Sete pessoas foram presas e acusadas em conexão com uma suposta quadrilha de drogas nas redes sociais na Universidade Rutgers, anunciaram as autoridades esta semana.
A aparente operação secreta de narcóticos, conhecida como “Operação RU Pharm”, descobriu “uma rede de mídia social fechada e privada usada por estudantes da Universidade Rutgers para vender e comprar drogas”, disse a promotora do condado de Middlesex, Yolanda Ciccone, em um comunicado na quinta-feira.
As autoridades apreenderam grandes quantidades de maconha, LSD, cocaína, cogumelos psilocibinos, Adderall, Xanax, “uma grande quantidade de moeda americana” e uma arma de fogo. Um comunicado à imprensa Do escritório de Cicone.
A operação policial descobriu que um ex-aluno da Rutgers criou uma rede privada de mídia social onde “traficantes de drogas podiam postar cardápios de drogas e solicitar compradores dentro da comunidade da Universidade Rutgers”.
Os alunos da Rutgers que estabeleceram sua afiliação à escola foram autorizados a ingressar na rede, navegar no “cardápio” e entrar em contato com distribuidores para negociar a compra de medicamentos.
As autoridades acusaram Anudeep Revuri, 23, de North Brunswick, de uma acusação de líder de primeiro grau de uma rede de tráfico de drogas; duas acusações de conspiração de segundo grau para distribuição de drogas; e uma acusação de conspiração de terceiro grau para distribuição de drogas. O perfil de Revuri no LinkedIn mostra que ele se formou na universidade em 2022.

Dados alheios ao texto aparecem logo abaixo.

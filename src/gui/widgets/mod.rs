use iced::{
    Element, Length,
    widget::{column, container, image::Handle, row, text},
};

/// Two captioned images next to each other, each taking half the width
pub fn side_by_side<'a, Message>(
    left_title: &'a str,
    left: &Handle,
    right_title: &'a str,
    right: &Handle,
) -> Element<'a, Message>
where
    Message: 'a,
{
    container(
        row![
            panel(left_title, left),
            panel(right_title, right),
        ]
        .spacing(20),
    )
    .center_x(Length::Fill)
    .into()
}

fn panel<'a, Message>(title: &'a str, handle: &Handle) -> Element<'a, Message>
where
    Message: 'a,
{
    container(
        column![
            text(title).size(18),
            iced::widget::image(handle.clone())
                .width(Length::Fill)
                .height(Length::Fill),
        ]
        .spacing(10),
    )
    .width(Length::FillPortion(1))
    .into()
}
use clap::Parser;

use edgedetector::{gui, logging};

#[derive(Parser)]
#[command(name = "edgedetector-gui")]
#[command(about = "Interactive edge detection")]
struct Cli {
    /// Enable verbose output
    #[arg(short, long)]
    verbose: bool,
}

fn main() -> anyhow::Result<()> {
    let args = Cli::parse();
    logging::init(args.verbose);

    gui::run_app().map_err(|e| anyhow::anyhow!("GUI failed: {}", e))
}
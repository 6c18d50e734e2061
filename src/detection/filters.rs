use image::{DynamicImage, GrayImage, ImageBuffer, Luma};
use imageproc::definitions::Image;
use imageproc::edges::canny;
use imageproc::filter::gaussian_blur_f32;
use imageproc::gradients::{horizontal_prewitt, horizontal_sobel, vertical_prewitt, vertical_sobel};

/// Smoothing scale applied before Canny
pub const CANNY_SIGMA: f32 = 7.0;

/// Hysteresis thresholds, 10% and 20% of the 8-bit range
pub const CANNY_LOW_THRESHOLD: f32 = 0.1 * 255.0;
pub const CANNY_HIGH_THRESHOLD: f32 = 0.2 * 255.0;

/// Sum of the positive weights of each 3x3 kernel, times the 8-bit range
const SOBEL_NORM: f32 = 4.0 * 255.0;
const PREWITT_NORM: f32 = 3.0 * 255.0;

/// Convert image to grayscale
pub fn to_grayscale(img: &DynamicImage) -> GrayImage {
    img.to_luma8()
}

/// Gaussian smoothing followed by Canny, returns a 0/1 mask.
/// A `sigma` that is not positive skips the smoothing.
pub fn canny_mask(img: &GrayImage, sigma: f32) -> ImageBuffer<Luma<f32>, Vec<f32>> {
    // imageproc's non-maximum suppression underflows on empty images
    if img.width() == 0 || img.height() == 0 {
        return ImageBuffer::new(img.width(), img.height());
    }

    let blurred = if sigma > 0.0 {
        gaussian_blur_f32(img, sigma)
    } else {
        img.clone()
    };
    let edges = canny(&blurred, CANNY_LOW_THRESHOLD, CANNY_HIGH_THRESHOLD);
    ImageBuffer::from_fn(edges.width(), edges.height(), |x, y| {
        Luma([if edges.get_pixel(x, y)[0] > 0 { 1.0 } else { 0.0 }])
    })
}

/// Sobel gradient magnitude
pub fn sobel_magnitude(img: &GrayImage) -> ImageBuffer<Luma<f32>, Vec<f32>> {
    magnitude(&horizontal_sobel(img), &vertical_sobel(img), SOBEL_NORM)
}

/// Prewitt gradient magnitude
pub fn prewitt_magnitude(img: &GrayImage) -> ImageBuffer<Luma<f32>, Vec<f32>> {
    magnitude(&horizontal_prewitt(img), &vertical_prewitt(img), PREWITT_NORM)
}

// Root mean square of both directions, on a [0, 1] intensity scale
fn magnitude(
    gx: &Image<Luma<i16>>,
    gy: &Image<Luma<i16>>,
    norm: f32,
) -> ImageBuffer<Luma<f32>, Vec<f32>> {
    ImageBuffer::from_fn(gx.width(), gx.height(), |x, y| {
        let h = gx.get_pixel(x, y)[0] as f32;
        let v = gy.get_pixel(x, y)[0] as f32;
        Luma([((h * h + v * v) / 2.0).sqrt() / norm])
    })
}
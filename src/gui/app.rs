use iced::{
    Alignment::Center,
    Element, Length, Task,
    widget::{button, column, container, pick_list, row, text, text_input},
};
use rfd::{AsyncFileDialog, AsyncMessageDialog, MessageButtons, MessageLevel};
use tracing::{error, info};

use super::{
    Message,
    state::{FormState, ResultPanel},
    viewer::PanelViewer,
    widgets::side_by_side,
};
use crate::{Colormap, EdgeRequest, Method, io, pipeline};

pub struct EdgeDetectorApp {
    form: FormState,
    result: Option<ResultPanel>,
}

impl EdgeDetectorApp {
    pub fn new() -> Self {
        Self {
            form: FormState::default(),
            result: None,
        }
    }

    pub fn title(&self) -> String {
        "Edge Detector".to_string()
    }

    pub fn update(&mut self, message: Message) -> Task<Message> {
        match message {
            Message::InputChanged(input) => {
                self.form.input = input;
                Task::none()
            }
            Message::Browse => {
                let mut dialog = AsyncFileDialog::new()
                    .set_title("Select an image")
                    .add_filter("Images", io::IMAGE_EXTENSIONS);
                if let Some(dir) = io::default_browse_dir() {
                    dialog = dialog.set_directory(dir);
                }
                Task::perform(dialog.pick_file(), |handle| {
                    Message::FileSelected(handle.map(|h| h.path().to_path_buf()))
                })
            }
            Message::FileSelected(Some(path)) => {
                self.form.input = path.display().to_string();
                Task::none()
            }
            Message::FileSelected(None) => Task::none(),
            Message::MethodSelected(method) => {
                self.form.method = method;
                Task::none()
            }
            Message::ColormapSelected(colormap) => {
                self.form.colormap = colormap;
                Task::none()
            }
            Message::Detect => match self.form.to_request() {
                Some(request) => self.detect(&request),
                None => dialog(MessageLevel::Warning, "Warning", "Please select an input file".to_string()),
            },
            Message::Exit => iced::exit(),
            Message::DialogClosed => Task::none(),
        }
    }

    fn detect(&mut self, request: &EdgeRequest) -> Task<Message> {
        let viewer = PanelViewer::default();
        match pipeline::run(request, &viewer) {
            Ok(outcome) => {
                info!("Edges written to {}", outcome.output.display());
                self.result = viewer.panel.into_inner();
                Task::none()
            }
            Err(e) => {
                error!("Edge detection failed: {:#}", e);
                dialog(MessageLevel::Error, "Error", format!("{:#}", e))
            }
        }
    }

    pub fn view(&self) -> Element<'_, Message> {
        let form = column![
            text("Edge Detector").size(32),
            row![
                text_input("Input image", &self.form.input)
                    .on_input(Message::InputChanged)
                    .width(Length::Fill),
                button("Browse").on_press(Message::Browse),
            ]
            .spacing(10)
            .align_y(Center),
            row![
                text("Method"),
                pick_list(Method::ALL, Some(self.form.method), Message::MethodSelected),
                text("Colormap"),
                pick_list(Colormap::ALL, Some(self.form.colormap), Message::ColormapSelected),
            ]
            .spacing(10)
            .align_y(Center),
            row![
                button("Detect edges").on_press(Message::Detect),
                button("Exit").on_press(Message::Exit),
            ]
            .spacing(20),
        ]
        .spacing(20);

        let content: Element<'_, Message> = match &self.result {
            Some(panel) => column![
                form,
                side_by_side("Input", &panel.original, "Edges", &panel.edges),
                text(panel.caption.as_str()),
            ]
            .spacing(20)
            .into(),
            None => form.into(),
        };

        container(content)
            .padding(20)
            .width(Length::Fill)
            .height(Length::Fill)
            .into()
    }
}

impl Default for EdgeDetectorApp {
    fn default() -> Self {
        Self::new()
    }
}

fn dialog(level: MessageLevel, title: &str, description: String) -> Task<Message> {
    Task::perform(
        AsyncMessageDialog::new()
            .set_level(level)
            .set_title(title)
            .set_description(description)
            .set_buttons(MessageButtons::Ok)
            .show(),
        |_| Message::DialogClosed,
    )
}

Os outros seis – Joshua Duffy, 20; Zachary Petersen, 22; Catherine Tierney, 23; David Nudelman, 20; Donovin Williams, 20; e Noah Lisimacchio, 21 anos – foram acusados de vários graus de posse e distribuição de substância controlada.
Um porta-voz da Rutgers não respondeu imediatamente a um pedido de comentário no sábado.
Ciccone, promotor do condado de Middlesex, disse que a investigação estava “ativa e contínua”. Ele incentivou qualquer pessoa com informações sobre o caso a entrar em contato com a força-tarefa de narcóticos de seu escritório. Ele acrescentou que as acusações contra os sete eram “apenas alegações, e eles são presumidos inocentes até que sua culpa seja provada”.